First Aid Supplies
Carry and know how to use a first-aid kit, but do not let a first-aid kit give you a false sense of security. The best course of action is to always take the steps necessary to avoid injury or sickness in the first place.
I have a distaste for commercial first aid kits. Not because it is not useful, but most hikers who buy the have NO IDEA what’s inside. And discovering in an emergency what its contents may lack is too late.
I use a home made one and I know what’s inside. My heavy duty ZIPLOC bag holds:
12 – 1 inch wide Band-Aids of the flexible cloth type for minor stuff ($2)
1 – sheet of Moleskin ($1) and a small folding scissors ($5) for incipient blisters
6 – 4-inch square gauze pads for big bruises ($3)
1 – triangular bandage cut from an old sheet (37 by 37 by 52) for a bandage or sling (home-made)
1 – 3 inch wide Ace bandage for sprains and support and for holding dressings in place ($6)
6 – Excedrin or Tylenol for headaches and pain ($1)

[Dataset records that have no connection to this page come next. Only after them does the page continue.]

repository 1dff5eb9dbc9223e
use std::env;
use std::fs;
use std::path::Path;

/// Кладет config.toml из корня workspace рядом с бинарником backend,
/// где его ищет `shared::config::load_config`.
fn main() {
    println!("cargo:rerun-if-changed=../../config.toml");

    let (Ok(out_dir), Ok(profile)) = (env::var("OUT_DIR"), env::var("PROFILE")) else {
        println!("cargo:warning=OUT_DIR/PROFILE not set, config.toml is not copied");
        return;
    };

    // OUT_DIR: target/<profile>/build/backend-xxx/out
    let Some(target_dir) = Path::new(&out_dir).ancestors().find(|p| p.ends_with(&profile)) else {
        println!("cargo:warning=target/{} not found, config.toml is not copied", profile);
        return;
    };

    let source_config = Path::new(env!("CARGO_MANIFEST_DIR")).join("../../config.toml");
    if !source_config.exists() {
        println!("cargo:warning=config.toml not found, embedded defaults will be used");
        return;
    }

    let dest_config = target_dir.join("config.toml");
    if let Err(e) = fs::copy(&source_config, &dest_config) {
        panic!("Failed to copy config.toml to {:?}: {}", dest_config, e);
    }
}
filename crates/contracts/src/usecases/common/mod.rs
//! Common types and traits for all UseCases

pub mod usecase_metadata;
pub mod usecase_result;

// Re-exports
pub use usecase_metadata::UseCaseMetadata;
pub use usecase_result::UseCaseError;
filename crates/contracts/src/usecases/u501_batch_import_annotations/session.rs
use chrono::{DateTime, Utc};
use serde::{Deserialize, Serialize};

use super::error::InvalidTransition;
use super::request::ImportArtifact;
use super::response::JobStatus;

/// Статус сессии на стороне клиента
#[derive(Debug, Clone, Copy, PartialEq, Eq, Hash, Serialize, Deserialize)]
#[serde(rename_all = "snake_case")]
pub enum SessionStatus {
    NotStarted,
    Waiting,
    Processing,
    Completed,
    Error,
}

impl SessionStatus {
    pub fn is_terminal(self) -> bool {
        matches!(self, SessionStatus::Completed | SessionStatus::Error)
    }

    /// Разрешен ли переход. Из терминального состояния выхода нет,
    /// вернуться в `NotStarted` нельзя. Из `NotStarted` путь только в
    /// `Waiting` (задача создана) или `Error` (отправка не удалась);
    /// `Waiting` и `Processing` могут сменять друг друга, пока задача
    /// не завершена.
    pub fn can_transition_to(self, next: SessionStatus) -> bool {
        match (self, next) {
            (SessionStatus::Completed | SessionStatus::Error, _) => false,
            (_, SessionStatus::NotStarted) => false,
            (SessionStatus::NotStarted, SessionStatus::Waiting | SessionStatus::Error) => true,
            (SessionStatus::NotStarted, _) => false,
            (SessionStatus::Waiting | SessionStatus::Processing, _) => true,
        }
    }
}

impl From<JobStatus> for SessionStatus {
    fn from(status: JobStatus) -> Self {
        match status {
            JobStatus::Waiting => SessionStatus::Waiting,
            JobStatus::Processing => SessionStatus::Processing,
            JobStatus::Completed => SessionStatus::Completed,
            JobStatus::Error => SessionStatus::Error,
        }
    }
}

/// Клиентская запись об одной задаче импорта.
///
/// Принадлежит ровно одному `PollingController`; извне не изменяется.
#[derive(Debug, Clone)]
pub struct BatchImportSession {
    job_id: Option<String>,
    status: SessionStatus,
    input_artifact: ImportArtifact,
    submitted_at: Option<DateTime<Utc>>,
}

impl BatchImportSession {
    pub fn new(input_artifact: ImportArtifact) -> Self {
        Self {
            job_id: None,
            status: SessionStatus::NotStarted,
            input_artifact,
            submitted_at: None,
        }
    }

    pub fn job_id(&self) -> Option<&str> {
        self.job_id.as_deref()
    }

    pub fn status(&self) -> SessionStatus {
        self.status
    }

    pub fn input_artifact(&self) -> &ImportArtifact {
        &self.input_artifact
    }

    pub fn submitted_at(&self) -> Option<DateTime<Utc>> {
        self.submitted_at
    }

    /// Привязать идентификатор задачи, выданный сервером. Только один раз.
    pub fn assign_job_id(&mut self, job_id: impl Into<String>) -> Result<(), InvalidTransition> {
        if self.job_id.is_some() {
            return Err(InvalidTransition::JobIdReassigned);
        }
        self.job_id = Some(job_id.into());
        self.submitted_at = Some(Utc::now());
        Ok(())
    }

    /// Единственная точка изменения статуса
    pub fn advance(&mut self, new_status: SessionStatus) -> Result<(), InvalidTransition> {
        if !self.status.can_transition_to(new_status) {
            return Err(InvalidTransition::Status {
                from: self.status,
                to: new_status,
            });
        }
        self.status = new_status;
        Ok(())
    }
}
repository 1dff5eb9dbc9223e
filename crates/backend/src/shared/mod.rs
pub mod config;
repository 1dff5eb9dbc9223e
pub mod client;
pub mod controller;
pub mod error;
pub mod request;
pub mod response;
pub mod runner;
pub mod session;

#[cfg(test)]
mod testing;

pub use client::JobStatusClient;
pub use controller::{
    ControllerState, NotificationKind, NotificationSink, Outcome, PollingConfig,
    PollingController, QuotaGate, Step, Ticket, DEFAULT_POLL_INTERVAL,
};
pub use error::{BatchImportError, InvalidTransition, TransportError};
pub use request::ImportArtifact;
pub use response::{AnnotationQuota, BatchImportResponse, BatchImportStatusResponse, JobStatus};
pub use runner::run_batch_import;
pub use session::{BatchImportSession, SessionStatus};

use crate::usecases::common::UseCaseMetadata;

pub struct BatchImportAnnotations;

impl UseCaseMetadata for BatchImportAnnotations {
    fn usecase_index() -> &'static str {
        "u501"
    }

    fn usecase_name() -> &'static str {
        "batch_import_annotations"
    }

    fn display_name() -> &'static str {
        "Пакетный импорт аннотаций"
    }

    fn description() -> &'static str {
        "Загрузка пар вопрос/ответ из CSV с отслеживанием фоновой задачи"
    }
}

1 – 1/2 oz tube of a triple antibiotic, such as Neosporin, to reduce the chance of infection from cuts, gouges, etc suffered from falls or sharp branches ($5)
1 – sharp pointed tweezers for splinters ($4)
1 – small roll of athletic tape (better than adhesive tape because it conforms to the body contours better) ($4)
The whole thing weighs about 5 oz, takes little space in the pack and, with a little creativity can handle most of the scrapes and bangs suffered on hikes. Notice I don’t bother with a variety of different sizes of Band-Aids and gauze pads. I can always make the bandages smaller (the scissors) or fold the gauzes.
Here is a cheap, simple, effective and personal kit because you built it yourself. And everything is available at the local drugstore.
Don’t forget to enroll in a Basic First Aid course (about $30 from American Red Cross, see phone book) and keep yourself current with a refresher course every three years.